O Motosierra me surpreendeu. A banda é pesada, com uma pegada que lembra o Motorhead em algumas músicas e com uma presença de palco muito boa. O engraçado é que o vocalista parece o Supla encarnado no Beto Lee.

Quem acompanha essa coluna conhece bem minha opinião sobre essa volta do glam. Mas acho que se é para assistir banda glam, pelo menos vá assistir quem entende do riscado. Então eu indico para vocês a banda Bastardz, eles têm idade de quem viveu aquela época, tocam direito, parecem umas drags e tudo mais. O show é muito engraçado e, sim, eles levam a maior mulherada em seus shows.

Esqueci de dizer que na volta da festa do ABACAXI ATÔMICO fiz uma escala em Campinas, no festival Auto Rock. Foi muito legal, a estrutura do festival estava ótima, com som e bandas boas. Não consegui acompanhar todos os shows, pois me encontrava em um estado lastimável. Do que me lembro: a banda The Lux fez um show muito legal, lembrou umas bandas com vocal feminino que pipocavam aqui em São Paulo em meados de 97, o Shame parecia que não acabava nunca e estava com o público na mão, e o Magüerbes matou a pau.

Wes Borland, ex guitarrista do Limp Bizkit, soltou uma declaração no mínimo curiosa. Wes disse que baixar música na internet é roubo, vai acabar com a música, e que as gravadoras deixarão de contratar bons artistas para contratar outros que dão retorno fácil, e exemplificou: "Justin Timberlakes serão contratados ao invés de Radioheads". Tudo bem, a reclamação pode até ser válida mas, vinda de um cara cuja banda teve uma tour bancada pelo Napster com o intuito de defender o programa, é no mínimo idiota. Está me cheirando que ninguém quer contratar o Eat the Day (sua banda atual) e ele resolveu chorar as pitangas.

Tenho uma boa e uma má notícia para quem curte quadrinhos. A boa é que John Constantine será adaptado para o cinema, e o personagem título será interpretado pelo Keanu Reeves. A má é que Gavin Rossdale, do Bush, terá um papel no filme. Fora que ainda corre o risco da adaptação ficar tão escrota quanto a do Demolidor.

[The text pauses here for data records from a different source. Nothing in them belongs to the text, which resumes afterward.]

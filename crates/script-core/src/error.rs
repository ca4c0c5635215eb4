use thiserror::Error;

/// Errors raised while turning a request into a running process.
///
/// Setup variants (`UnsupportedType`, `UndoUnsupported`) are returned before
/// any OS resource is touched. A script that starts and then exits non-zero
/// is not an error; see [`crate::outcome::RunOutcome`].
#[derive(Error, Debug)]
pub enum LaunchError {
    #[error("Unsupported script type: {0}")]
    UnsupportedType(String),

    #[error("Undo operation not supported for {0} files")]
    UndoUnsupported(String),

    #[error("Script not found: {0}")]
    ScriptNotFound(String),

    #[error("Failed to start process: {0}")]
    Spawn(String),

    #[error("IO error: {0}")]
    Io(#[from] std::io::Error),
}

#[derive(Error, Debug)]
pub enum ConfigError {
    #[error("IO error: {0}")]
    Io(#[from] std::io::Error),

    #[error("YAML error: {0}")]
    Yaml(#[from] serde_yaml::Error),
}

#[derive(Error, Debug)]
pub enum CatalogError {
    #[error("Invalid category name: '{0}'")]
    InvalidCategory(String),

    #[error("Category not found: {0}")]
    CategoryNotFound(String),

    #[error("IO error: {0}")]
    Io(#[from] std::io::Error),
}

#[derive(Error, Debug)]
pub enum TemplateError {
    #[error("Executable files cannot be created from a template")]
    ExecutableKind,

    #[error("Unknown script type: {0}")]
    UnknownType(String),

    #[error("Script name cannot be empty")]
    EmptyName,

    #[error("File already exists: {0}")]
    AlreadyExists(String),

    #[error("IO error: {0}")]
    Io(#[from] std::io::Error),
}

#[derive(Error, Debug)]
pub enum HistoryError {
    #[error("IO error: {0}")]
    Io(#[from] std::io::Error),

    #[error("JSON error: {0}")]
    Json(#[from] serde_json::Error),
}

O baterista do Sparta (e ex-At the Drive In) Tony Hajjar está com um novo projeto chamado Nakia. Segundo Hajjar, o grupo é "o equivalente musical para o Valium", que seria "uma interpretação etérea, misturando ritmos lentos com música ambiente e drum and bass". Ou seja: deve ser uma merda. Se você quiser arriscar, pode comprar o disco (que tem edição limitada de mil cópias) no site www.smartpunk.com.